In truth, this exercise in self-delusion meant Whites gave themselves license to continue discriminating against Blacks, albeit in a different, less overt form allowing for a degree of plausible deniability. Or a collective ignorance of the truth.

It took the Civil Rights struggle for African-Americans to gain something resembling equal rights. No reasonable person would argue that perfect, seamless equality exists, but at least one prolonged and unjust system was dismantled. Unfortunately, while laws may change, attitudes often take much longer…sometimes generations. If you don’t believe me, spend some time in East Texas.

Fifty years later, we’re in the midst of another civil rights struggle, this one over something less obvious than skin color.

The more things change….

Today’s it’s still about rights. It’s about the rights to love who and how you determine is best for you. It’s about the right to imbue that relationship with the same legal rights and benefits heterosexuals take for granted. And it appears history is repeating itself. After an initial run of long-established majority support, increasing numbers of Americans are realizing that same-sex marriage is no threat- to themselves or the institutions they hold dear.

At first, it was about children. After all, the argument went, how could same-sex couples contribute to propagating the species?? The holes in this argument were easy to exploit; now only those truly committed to hatred and discrimination employ it. If marriage is about children, then millions of childless heterosexuals (myself included) should be denied the right to marry. If marriage is about two people committing to walk the path together, then it has to be about more than just children…right?? Turns out that society has a vested interest in stable, committed, long-term relationships…in whatever form they might assume.

Then came the “defending traditional marriage” argument, the most extreme being Rick Santorum’s weak offering, that legalizing same sex marriage would lead to abominations like man-on-dog sex. It’s such a breathtakingly and egregiously ignorant argument that I don’t even know where to begin…and so I won’t. Some things speak for themselves.

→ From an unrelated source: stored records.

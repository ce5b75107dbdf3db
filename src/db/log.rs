use crate::errors::AppResult;
use chrono::Local;
use rusqlite::{Connection, params};

/// One row of the internal `log` table.
#[derive(Debug, Clone, PartialEq)]
pub struct LogRow {
    pub id: i64,
    pub date: String,
    pub operation: String,
    pub target: String,
    pub message: String,
}

/// Write an internal audit line into the `log` table.
pub fn ttlog(conn: &Connection, operation: &str, target: &str, message: &str) -> AppResult<()> {
    let now = Local::now().to_rfc3339();

    let mut stmt = conn.prepare_cached(
        "INSERT INTO log (date, operation, target, message)
         VALUES (?1, ?2, ?3, ?4)",
    )?;

    stmt.execute(params![now, operation, target, message])?;

    Ok(())
}

pub fn load_log(conn: &Connection) -> AppResult<Vec<LogRow>> {
    let mut stmt = conn.prepare_cached(
        "SELECT id, date, operation, IFNULL(target, ''), message FROM log ORDER BY id ASC",
    )?;

    let rows = stmt.query_map([], |row| {
        Ok(LogRow {
            id: row.get(0)?,
            date: row.get(1)?,
            operation: row.get(2)?,
            target: row.get(3)?,
            message: row.get(4)?,
        })
    })?;

    let mut out = Vec::new();
    for r in rows {
        out.push(r?);
    }
    Ok(out)
}
//! Unified application error type.
//! Store, CLI, export and config code all return AppError so that failures
//! surface through one `Error: ...` line in main.

use std::io;
use thiserror::Error;

#[derive(Error, Debug)]
pub enum AppError {
    // ---------------------------
    // IO
    // ---------------------------
    #[error("I/O error: {0}")]
    Io(#[from] io::Error),

    // ---------------------------
    // Database-related
    // ---------------------------
    #[error("Database error: {0}")]
    Db(#[from] rusqlite::Error),

    #[error("Database migration error: {0}")]
    Migration(String),

    // ---------------------------
    // Parsing errors
    // ---------------------------
    #[error("Invalid timestamp: {0}")]
    InvalidTimestamp(String),

    #[error("Invalid entry kind: {0}")]
    InvalidEntryKind(String),

    #[error("Invalid location: {0}")]
    InvalidLocation(String),

    #[error("Invalid timezone: {0}")]
    InvalidTimezone(String),

    #[error("Invalid range: {0}")]
    InvalidRange(String),

    #[error("Invalid duration: {0}")]
    InvalidDuration(String),

    // ---------------------------
    // Config errors
    // ---------------------------
    #[error("Configuration error: {0}")]
    Config(String),

    #[error("YAML error: {0}")]
    Yaml(#[from] serde_yaml::Error),

    // ---------------------------
    // Export errors
    // ---------------------------
    #[error("JSON error: {0}")]
    Json(#[from] serde_json::Error),

    #[error("CSV error: {0}")]
    Csv(#[from] csv::Error),

    #[error("Export error: {0}")]
    Export(String),

    // ---------------------------
    // Logging
    // ---------------------------
    #[error("Failed to initialize logging: {0}")]
    Logging(String),
}

pub type AppResult<T> = Result<T, AppError>;
//! ANSI colouring for the session tables.

use crate::models::EntryKind;
use crate::utils::formatting::mins2readable;

pub const RESET: &str = "\x1b[0m";

const GREY: &str = "\x1b[90m";
const RED: &str = "\x1b[31m";
const GREEN: &str = "\x1b[32m";

fn paint(color: &str, value: &str) -> String {
    format!("{color}{value}{RESET}")
}

/// Greyed-out placeholder (`--:--`, `in progress`).
pub fn muted(value: &str) -> String {
    paint(GREY, value)
}

/// Signed `+HH:MM`, green above target and red below.
pub fn surplus(mins: i64) -> String {
    let text = mins2readable(mins, true, true);
    match mins.signum() {
        1 => paint(GREEN, &text),
        -1 => paint(RED, &text),
        _ => text,
    }
}

/// Check-in times green, check-out times red, blanks grey.
pub fn entry_time(value: &str, kind: EntryKind) -> String {
    if value.trim().is_empty() || value.trim() == "--:--" {
        return muted(value);
    }

    match kind {
        EntryKind::CheckIn => paint(GREEN, value),
        EntryKind::CheckOut => paint(RED, value),
    }
}
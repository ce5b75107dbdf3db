pub mod add;
pub mod config;
pub mod export;
pub mod init;
pub mod list;
pub mod log;

use crate::context::AppContext;
use crate::db::initialize::init_db;
use crate::db::pool::DbPool;
use crate::errors::AppResult;

/// Open the configured database, bringing its schema up to date.
pub(crate) fn open_db(ctx: &AppContext) -> AppResult<DbPool> {
    let pool = DbPool::new(&ctx.config.database)?;
    init_db(&pool.conn)?;
    Ok(pool)
}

The fact is that the tide of history has turned against hatred and those who hate. Increasing numbers of Americans are beginning to recognize the value in “live and let live.” They’re also coming to understand that same-sex marriage is not a threat- to anything. Those who continue espousing hatred and discrimination in the name of Jesus Christ really out to dust off their Bible now and again. They might find that “live and let live” is a tenet of the religion their profess to follow. Or is it really just about hating a group because you need someone to focus your impotent rage on so that you might feel superior? Does treating others as “less than” make you feel as if you’re “more than?” If so, I’d submit you know nothing about Christianity.

It’s time that we stop putting our noses and beliefs into the business of others. It’s time to allow people to love who they choose. It’s time to recognize that who a person loves is of far less importance than that they do love.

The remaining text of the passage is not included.